● **What you need to do**
Reproduce the full listing exactly.
----------------
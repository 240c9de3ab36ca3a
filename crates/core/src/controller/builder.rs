use std::time::Duration;

use chat_widget_model::ModelProvider;

use super::{Controller, WELCOME_DELAY};
use crate::demo::DemoResponder;
use crate::model_client::ModelClient;
use crate::renderer::Renderer;

/// [`Controller`] builder.
pub struct ControllerBuilder {
    pub(crate) model_client: ModelClient,
    pub(crate) renderer: Box<dyn Renderer>,
    pub(crate) demo: DemoResponder,
    pub(crate) welcome: Option<(String, Duration)>,
    pub(crate) on_idle: Option<Box<dyn Fn() + Send + Sync>>,
}

impl ControllerBuilder {
    /// Creates a new builder with the model provider used in live mode and
    /// the renderer that draws the conversation.
    #[inline]
    pub fn new<P, R>(provider: P, renderer: R) -> Self
    where
        P: ModelProvider + 'static,
        R: Renderer,
    {
        Self {
            model_client: ModelClient::new(provider),
            renderer: Box::new(renderer),
            demo: DemoResponder::default(),
            welcome: None,
            on_idle: None,
        }
    }

    /// Replaces the canned demo replies.
    #[inline]
    pub fn with_demo_replies<I, S>(mut self, replies: I) -> Self
    where
        I: IntoIterator<Item = S>,
        S: Into<String>,
    {
        let delay = self.demo.delay();
        self.demo = DemoResponder::with_replies(replies).with_delay(delay);
        self
    }

    /// Sets how long a demo reply takes.
    #[inline]
    pub fn with_demo_delay(mut self, delay: Duration) -> Self {
        self.demo = self.demo.with_delay(delay);
        self
    }

    /// Appends `message` as an assistant message shortly after start.
    #[inline]
    pub fn with_welcome_message<S: Into<String>>(mut self, message: S) -> Self {
        let delay = self.welcome_delay();
        self.welcome = Some((message.into(), delay));
        self
    }

    /// Sets how long after start the welcome message appears. Has no effect
    /// unless a welcome message is set.
    #[inline]
    pub fn with_welcome_delay(mut self, delay: Duration) -> Self {
        if let Some((_, welcome_delay)) = &mut self.welcome {
            *welcome_delay = delay;
        }
        self
    }

    /// Attaches a callback to be invoked when the controller has appended a
    /// reply and no submission is waiting.
    #[inline]
    pub fn on_idle(
        mut self,
        on_idle: impl Fn() + Send + Sync + 'static,
    ) -> Self {
        self.on_idle = Some(Box::new(on_idle));
        self
    }

    /// Builds the controller and starts it on the current tokio runtime.
    #[inline]
    pub fn build(self) -> Controller {
        Controller::spawn_from_builder(self)
    }

    fn welcome_delay(&self) -> Duration {
        self.welcome
            .as_ref()
            .map_or(WELCOME_DELAY, |(_, delay)| *delay)
    }
}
----------------
● **Problem solution**
repository 240c9de3ab36ca3a
filename crates/core/src/controller/builder.rs
use std::time::Duration;

use chat_widget_model::ModelProvider;

use super::{Controller, WELCOME_DELAY};
use crate::demo::DemoResponder;
use crate::model_client::ModelClient;
use crate::renderer::Renderer;

/// [`Controller`] builder.
pub struct ControllerBuilder {
    pub(crate) model_client: ModelClient,
    pub(crate) renderer: Box<dyn Renderer>,
    pub(crate) demo: DemoResponder,
    pub(crate) welcome: Option<(String, Duration)>,
    pub(crate) on_idle: Option<Box<dyn Fn() + Send + Sync>>,
}

impl ControllerBuilder {
    /// Creates a new builder with the model provider used in live mode and
    /// the renderer that draws the conversation.
    #[inline]
    pub fn new<P, R>(provider: P, renderer: R) -> Self
    where
        P: ModelProvider + 'static,
        R: Renderer,
    {
        Self {
            model_client: ModelClient::new(provider),
            renderer: Box::new(renderer),
            demo: DemoResponder::default(),
            welcome: None,
            on_idle: None,
        }
    }

    /// Replaces the canned demo replies.
    #[inline]
    pub fn with_demo_replies<I, S>(mut self, replies: I) -> Self
    where
        I: IntoIterator<Item = S>,
        S: Into<String>,
    {
        let delay = self.demo.delay();
        self.demo = DemoResponder::with_replies(replies).with_delay(delay);
        self
    }

    /// Sets how long a demo reply takes.
    #[inline]
    pub fn with_demo_delay(mut self, delay: Duration) -> Self {
        self.demo = self.demo.with_delay(delay);
        self
    }

    /// Appends `message` as an assistant message shortly after start.
    #[inline]
    pub fn with_welcome_message<S: Into<String>>(mut self, message: S) -> Self {
        let delay = self.welcome_delay();
        self.welcome = Some((message.into(), delay));
        self
    }

    /// Sets how long after start the welcome message appears. Has no effect
    /// unless a welcome message is set.
    #[inline]
    pub fn with_welcome_delay(mut self, delay: Duration) -> Self {
        if let Some((_, welcome_delay)) = &mut self.welcome {
            *welcome_delay = delay;
        }
        self
    }

    /// Attaches a callback to be invoked when the controller has appended a
    /// reply and no submission is waiting.
    #[inline]
    pub fn on_idle(
        mut self,
        on_idle: impl Fn() + Send + Sync + 'static,
    ) -> Self {
        self.on_idle = Some(Box::new(on_idle));
        self
    }

    /// Builds the controller and starts it on the current tokio runtime.
    #[inline]
    pub fn build(self) -> Controller {
        Controller::spawn_from_builder(self)
    }

    fn welcome_delay(&self) -> Duration {
        self.welcome
            .as_ref()
            .map_or(WELCOME_DELAY, |(_, delay)| *delay)
    }
}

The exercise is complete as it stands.